CMS ALGORITHMS FOR ANALYTICS AND DARK MATTER DETECTION

In this second part of the previous introductory article, we’ll tackle the more in-depth description of data collection, object modelling, and data analysis at CMS. The general workflow behind these kinds of experiments is complex, but I’ll try to give a brief description of each part so you can get a general idea of the whole process.

Analysis of a collision and important concepts

We‘ve been talking about particles and detectors, but an important question remains unanswered: what exactly is colliding? The answer is protons, or more exactly, bunches of protons. Accelerated through the LHC by multiple solenoid setups, these bunches come across one another in the detectors, and a collision happens. This proton beam has no perpendicular component, meaning it only moves in a circular manner through the LHC, due to the solenoids’ magnetic field; this is done on purpose since studying the collision in the perpendicular plane means the conservation of energy applies and all momentum must be null, meaning if there’s an imbalance an invisible particle has been produced. A cross-section of the detector can be seen below, with its components (here). Some examples of these particles are neutrinos, but also possible dark matter or other theoretical particles. So now, what’s the next step?
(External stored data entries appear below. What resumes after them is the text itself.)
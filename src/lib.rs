//! guildwatch: a locally persisted, rate-limited cache of Hypixel guild
//! and player data.
//!
//! The core is the refresh pipeline: inbound player identifiers pass a TTL
//! check ([`scanner`]), stale ones are pushed onto a single-worker
//! rate-limited queue ([`queue`]), the worker fetches from the remote API
//! ([`client`]) and reconciles the result into the SQLite cache
//! ([`store`]). A periodic sweep ([`sweeper`]) refreshes a secondary
//! per-member metric through the same queue, and [`metrics`] counts
//! externally observable events over rolling windows.

pub mod client;
pub mod config;
pub mod error;
pub mod http;
pub mod metrics;
pub mod queue;
pub mod scanner;
pub mod store;
pub mod sweeper;
use std::env;
use std::path::PathBuf;

/// Overrides the directory `*.glsl` shader sources are read from.
pub const RESOURCES_VAR: &str = "GL_QUAD_RESOURCES";
/// Set to `0` or `false` to disable vsync.
pub const VSYNC_VAR: &str = "GL_QUAD_VSYNC";

#[derive(Debug, Clone, Copy, PartialEq, Eq)]
pub struct Extent2D {
    pub width: u32,
    pub height: u32,
}

pub const DIMS: Extent2D = Extent2D {
    width: 800,
    height: 600,
};

#[derive(Debug, Clone)]
pub struct Config {
    pub title: String,
    pub dims: Extent2D,
    pub vsync: bool,
    pub resources: PathBuf,
    pub clear_color: [f32; 4],
    pub render_color: [f32; 4],
}

impl Default for Config {
    fn default() -> Self {
        Config {
            title: "The Goal".to_owned(),
            dims: DIMS,
            vsync: true,
            resources: PathBuf::from(concat!(env!("CARGO_MANIFEST_DIR"), "/src/data")),
            clear_color: [0.0, 0.0, 0.0, 0.0],
            render_color: [0.5, 0.5, 0.5, 1.0],
        }
    }
}

impl Config {
    pub fn from_env() -> Self {
        Self::with_overrides(
            env::var_os(RESOURCES_VAR).map(PathBuf::from),
            env::var(VSYNC_VAR).ok(),
        )
    }

    fn with_overrides(resources: Option<PathBuf>, vsync: Option<String>) -> Self {
        let mut config = Config::default();
        if let Some(dir) = resources {
            config.resources = dir;
        }
        if let Some(value) = vsync {
            config.vsync = parse_flag(&value).unwrap_or_else(|| {
                log::warn!("ignoring {}={:?}, expected a boolean", VSYNC_VAR, value);
                config.vsync
            });
        }
        config
    }
}

fn parse_flag(value: &str) -> Option<bool> {
    match value.trim().to_ascii_lowercase().as_str() {
        "1" | "true" | "on" | "yes" => Some(true),
        "0" | "false" | "off" | "no" => Some(false),
        _ => None,
    }
}
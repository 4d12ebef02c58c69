use glow::HasContext;
use std::fs::read_to_string;
use std::path::{Path, PathBuf};
use std::rc::Rc;

use crate::error::{Error, Result};

pub const EXTENSION: &str = "glsl";

#[derive(Debug, Clone, Copy, PartialEq, Eq)]
pub enum ShaderType {
    Vertex,
    Fragment,
}

impl ShaderType {
    pub fn gl_enum(self) -> u32 {
        match self {
            ShaderType::Vertex => glow::VERTEX_SHADER,
            ShaderType::Fragment => glow::FRAGMENT_SHADER,
        }
    }

    /// Base name of the source file under the resource directory.
    pub fn file_stem(self) -> &'static str {
        match self {
            ShaderType::Vertex => "vertex",
            ShaderType::Fragment => "fragment",
        }
    }
}

pub fn source_path(dir: &Path, name: &str) -> PathBuf {
    dir.join(name).with_extension(EXTENSION)
}

pub fn read_source(dir: &Path, name: &str) -> Result<String> {
    let path = source_path(dir, name);
    read_to_string(&path).map_err(|source| Error::ShaderSource { path, source })
}

pub struct Shader<C: HasContext> {
    gl: Rc<C>,
    pub shader: C::Shader,
    pub name: String,
    pub ty: ShaderType,
}

impl<C: HasContext> Shader<C> {
    pub fn load(gl: &Rc<C>, dir: &Path, name: &str, ty: ShaderType) -> Result<Self> {
        let code = read_source(dir, name)?;
        Self::compile(gl, name, ty, &code)
    }

    pub fn compile(gl: &Rc<C>, name: &str, ty: ShaderType, code: &str) -> Result<Self> {
        let shader = unsafe { gl.create_shader(ty.gl_enum()) }.map_err(Error::ShaderCreate)?;
        // owned from here on so a failed compile still deletes the object
        let shader = Shader {
            gl: Rc::clone(gl),
            shader,
            name: name.to_owned(),
            ty,
        };

        unsafe {
            gl.shader_source(shader.shader, code);
            gl.compile_shader(shader.shader);
            if !gl.get_shader_compile_status(shader.shader) {
                return Err(Error::ShaderCompile {
                    name: shader.name.clone(),
                    log: gl.get_shader_info_log(shader.shader),
                });
            }
        }

        log::info!("compiled {:?} shader `{}`", ty, name);
        Ok(shader)
    }
}

impl<C: HasContext> Drop for Shader<C> {
    fn drop(&mut self) {
        log::debug!("deleting shader `{}`", self.name);
        unsafe { self.gl.delete_shader(self.shader) }
    }
}

#[cfg(test)]
mod tests {
    use super::*;
    use crate::config::Config;

    #[test]
    fn gl_enum_values() {
        assert_eq!(ShaderType::Vertex.gl_enum(), 35633);
        assert_eq!(ShaderType::Fragment.gl_enum(), 35632);
    }

    #[test]
    fn source_path_appends_extension() {
        assert_eq!(
            source_path(Path::new("res"), "vertex"),
            PathBuf::from("res/vertex.glsl")
        );
    }

    #[test]
    fn bundled_sources_are_readable() {
        let dir = Config::default().resources;
        for ty in [ShaderType::Vertex, ShaderType::Fragment].iter() {
            let code = read_source(&dir, ty.file_stem()).unwrap();
            assert!(code.starts_with("#version 330 core"));
        }
    }

    #[test]
    fn missing_source_reports_path() {
        let dir = Config::default().resources;
        match read_source(&dir, "geometry") {
            Err(Error::ShaderSource { path, source }) => {
                assert!(path.ends_with("geometry.glsl"));
                assert_eq!(source.kind(), std::io::ErrorKind::NotFound);
            }
            other => panic!("expected a source error, got {:?}", other.map(|_| ())),
        }
    }

    #[test]
    fn uniforms_used_by_the_renderer_are_declared() {
        let dir = Config::default().resources;
        let vertex = read_source(&dir, "vertex").unwrap();
        let fragment = read_source(&dir, "fragment").unwrap();
        assert!(vertex.contains("uniform mat4 transform;"));
        assert!(fragment.contains("uniform vec4 renderColor;"));
    }
}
Cross-section of the CMS detector at LHC with its 5 distinct parts (from inside to outside): tracker, ECAL, HCAL, solenoid, and muon chambers.
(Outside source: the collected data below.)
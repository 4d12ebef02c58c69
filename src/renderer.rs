use glam::Mat4;
use glow::HasContext;
use std::rc::Rc;

mod buffer;
mod mesh;
mod program;
mod shader;
mod vertex;

use crate::config::Config;
use crate::error::Result;
use mesh::Mesh;
use program::ShaderProgram;
use shader::{Shader, ShaderType};
use vertex::{INDICES, QUAD};

#[derive(Debug, Clone, Copy, PartialEq, Eq)]
pub enum FillMode {
    Fill,
    Line,
}

impl FillMode {
    pub fn toggled(self) -> Self {
        match self {
            FillMode::Fill => FillMode::Line,
            FillMode::Line => FillMode::Fill,
        }
    }

    pub fn gl_enum(self) -> u32 {
        match self {
            FillMode::Fill => glow::FILL,
            FillMode::Line => glow::LINE,
        }
    }
}

pub struct Renderer<C: HasContext> {
    frame: usize,
    fill_mode: FillMode,
    fps_counter: fps_counter::FPSCounter,
    mesh: Mesh<C>,
    program: ShaderProgram<C>,
    gl: Rc<C>,
}

impl<C> Renderer<C>
where
    C: HasContext,
{
    pub fn new(gl: C, config: &Config) -> Result<Self> {
        let gl = Rc::new(gl);

        let mesh = Mesh::new(&gl, &QUAD, &INDICES)?;

        let program = {
            let vertex = Shader::load(
                &gl,
                &config.resources,
                ShaderType::Vertex.file_stem(),
                ShaderType::Vertex,
            )?;
            let fragment = Shader::load(
                &gl,
                &config.resources,
                ShaderType::Fragment.file_stem(),
                ShaderType::Fragment,
            )?;
            // shaders are deleted at the end of this block, the program keeps them alive
            ShaderProgram::link(&gl, &vertex, &fragment)?
        };

        program.activate();
        program.set_vec4("renderColor", config.render_color);
        program.set_mat4("transform", &Mat4::IDENTITY);

        let [r, g, b, a] = config.clear_color;
        unsafe { gl.clear_color(r, g, b, a) };

        Ok(Renderer {
            frame: 0,
            fill_mode: FillMode::Fill,
            fps_counter: fps_counter::FPSCounter::new(),
            mesh,
            program,
            gl,
        })
    }

    pub fn render(&mut self) {
        unsafe {
            self.gl
                .clear(glow::COLOR_BUFFER_BIT | glow::DEPTH_BUFFER_BIT);
        }
        self.program.activate();
        self.mesh.draw();

        self.frame += 1;
        log::trace!("frame {}: {} fps", self.frame, self.fps_counter.tick());
    }

    pub fn resize(&mut self, width: u32, height: u32) {
        unsafe { self.gl.viewport(0, 0, width as i32, height as i32) }
    }

    pub fn toggle_wireframe(&mut self) -> FillMode {
        self.fill_mode = self.fill_mode.toggled();
        unsafe {
            self.gl
                .polygon_mode(glow::FRONT_AND_BACK, self.fill_mode.gl_enum());
        }
        log::debug!("polygon mode: {:?}", self.fill_mode);
        self.fill_mode
    }
}

impl<C: HasContext> Drop for Renderer<C> {
    fn drop(&mut self) {
        unsafe { self.gl.use_program(None) }
        log::info!("released gpu objects after {} frames", self.frame);
    }
}

#[cfg(test)]
mod tests {
    use super::*;

    #[test]
    fn fill_mode_toggles_back_and_forth() {
        let mode = FillMode::Fill;
        assert_eq!(mode.toggled(), FillMode::Line);
        assert_eq!(mode.toggled().toggled(), FillMode::Fill);
    }

    #[test]
    fn fill_mode_gl_enums() {
        assert_eq!(FillMode::Fill.gl_enum(), glow::FILL);
        assert_eq!(FillMode::Line.gl_enum(), glow::LINE);
        assert_ne!(FillMode::Fill.gl_enum(), FillMode::Line.gl_enum());
    }
}
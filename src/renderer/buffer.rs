use glow::HasContext;
use std::marker::PhantomData;
use std::rc::Rc;

use crate::error::{Error, Result};

/// A GL buffer object filled once with `STATIC_DRAW` data.
pub struct Buffer<C: HasContext, T> {
    gl: Rc<C>,
    pub buf: C::Buffer,
    pub len: usize,
    _content: PhantomData<T>,
}

impl<C: HasContext, T: bytemuck::Pod> Buffer<C, T> {
    /// Creates the buffer and uploads `content`. The buffer stays bound to `target`.
    pub fn new(gl: &Rc<C>, target: u32, content: &[T]) -> Result<Self> {
        assert_ne!(content.len(), 0);
        let bytes: &[u8] = bytemuck::cast_slice(content);

        let buf = unsafe {
            let buf = gl.create_buffer().map_err(Error::Buffer)?;
            gl.bind_buffer(target, Some(buf));
            gl.buffer_data_u8_slice(target, bytes, glow::STATIC_DRAW);
            buf
        };
        log::debug!(
            "uploaded {} bytes to buffer {:?} (target {:#x})",
            bytes.len(),
            buf,
            target
        );

        Ok(Buffer {
            gl: Rc::clone(gl),
            buf,
            len: content.len(),
            _content: PhantomData,
        })
    }
}

impl<C: HasContext, T> Drop for Buffer<C, T> {
    fn drop(&mut self) {
        unsafe { self.gl.delete_buffer(self.buf) }
    }
}
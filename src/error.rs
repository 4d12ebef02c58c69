use std::io;
use std::path::PathBuf;
use thiserror::Error;

#[derive(Debug, Error)]
pub enum Error {
    #[error("failed to create window or context: {0}")]
    Context(String),

    #[error("failed to read shader {}: {source}", path.display())]
    ShaderSource {
        path: PathBuf,
        #[source]
        source: io::Error,
    },

    #[error("failed to create shader object: {0}")]
    ShaderCreate(String),

    #[error("failed to compile shader `{name}`:\n{log}")]
    ShaderCompile { name: String, log: String },

    #[error("failed to create shader program: {0}")]
    ProgramCreate(String),

    #[error("failed to link shader program:\n{log}")]
    ProgramLink { log: String },

    #[error("failed to create gpu buffer: {0}")]
    Buffer(String),
}

pub type Result<T> = std::result::Result<T, Error>;

#[cfg(test)]
mod tests {
    use super::*;

    #[test]
    fn shader_source_error_names_the_path() {
        let err = Error::ShaderSource {
            path: PathBuf::from("src/data/missing.glsl"),
            source: io::Error::new(io::ErrorKind::NotFound, "no such file"),
        };
        let msg = err.to_string();
        assert!(msg.contains("src/data/missing.glsl"));
        assert!(msg.contains("no such file"));
    }

    #[test]
    fn compile_error_carries_the_info_log() {
        let err = Error::ShaderCompile {
            name: "vertex".to_owned(),
            log: "0:3(1): error: syntax error".to_owned(),
        };
        assert!(err.to_string().ends_with("0:3(1): error: syntax error"));
    }
}
use glam::Mat4;
use glow::HasContext;
use std::rc::Rc;

use super::shader::{Shader, ShaderType};
use crate::error::{Error, Result};

/// A vertex and a fragment shader linked together.
pub struct ShaderProgram<C: HasContext> {
    gl: Rc<C>,
    pub program: C::Program,
}

impl<C: HasContext> ShaderProgram<C> {
    pub fn link(gl: &Rc<C>, vertex: &Shader<C>, fragment: &Shader<C>) -> Result<Self> {
        debug_assert_eq!(vertex.ty, ShaderType::Vertex);
        debug_assert_eq!(fragment.ty, ShaderType::Fragment);

        let program = unsafe { gl.create_program() }.map_err(Error::ProgramCreate)?;
        let program = ShaderProgram {
            gl: Rc::clone(gl),
            program,
        };

        unsafe {
            gl.attach_shader(program.program, vertex.shader);
            gl.attach_shader(program.program, fragment.shader);
            gl.link_program(program.program);

            if !gl.get_program_link_status(program.program) {
                return Err(Error::ProgramLink {
                    log: gl.get_program_info_log(program.program),
                });
            }

            gl.detach_shader(program.program, vertex.shader);
            gl.detach_shader(program.program, fragment.shader);
        }

        log::info!("linked `{}` + `{}`", vertex.name, fragment.name);
        Ok(program)
    }

    pub fn activate(&self) {
        unsafe { self.gl.use_program(Some(self.program)) }
    }

    /// Needs the program to be active.
    pub fn set_vec4(&self, name: &str, v: [f32; 4]) {
        if let Some(location) = self.uniform_location(name) {
            unsafe {
                self.gl
                    .uniform_4_f32(Some(&location), v[0], v[1], v[2], v[3])
            }
        }
    }

    /// Needs the program to be active.
    pub fn set_mat4(&self, name: &str, matrix: &Mat4) {
        if let Some(location) = self.uniform_location(name) {
            unsafe {
                self.gl
                    .uniform_matrix_4_f32_slice(Some(&location), false, &matrix.to_cols_array())
            }
        }
    }

    fn uniform_location(&self, name: &str) -> Option<C::UniformLocation> {
        let location = unsafe { self.gl.get_uniform_location(self.program, name) };
        if location.is_none() {
            log::warn!("uniform `{}` is not active in the program", name);
        }
        location
    }
}

impl<C: HasContext> Drop for ShaderProgram<C> {
    fn drop(&mut self) {
        unsafe { self.gl.delete_program(self.program) }
    }
}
At the interaction vertex, these particles collide and decay products flow through the different parts of the detector, constructed so that measures are taken with high precision and allow for the (mostly) unequivocal identification of particles. However, not everything is as straightforward as it seems, and several events need to be taken into account; I’ll briefly explain them below.

One of the most important magnitudes in colliders is luminosity, which is interpreted as the number of collisions per unit of time and surface. As of 2018, when Run 2 ended, the luminosity value meant that every 25 ns a collision occurred and that almost 150 femtobarns of cumulative data (each femtobarn equals 100 billion collisions!) were analysed.

This raises a significant problem: it’s obvious that more collisions are needed to assess the veracity of models, but if there are too many, the detector won’t be able to keep up with them; this is further complicated since the interactions are among proton bunches. The concept is known as pile-up, and it refers to the average number of collisions that occur each time the detector tries to check the decay products of an interaction. With current data, this value is around 20 collisions, but CERN is allocating its resources to an upgrade called High-Luminosity LHC, which will improve on the integrated luminosity and, in turn, increase the pile-up to almost 200; this is unfeasible with current hardware and software, meaning this project will need serious backing and development; however, the benefits far outweigh the difficulties.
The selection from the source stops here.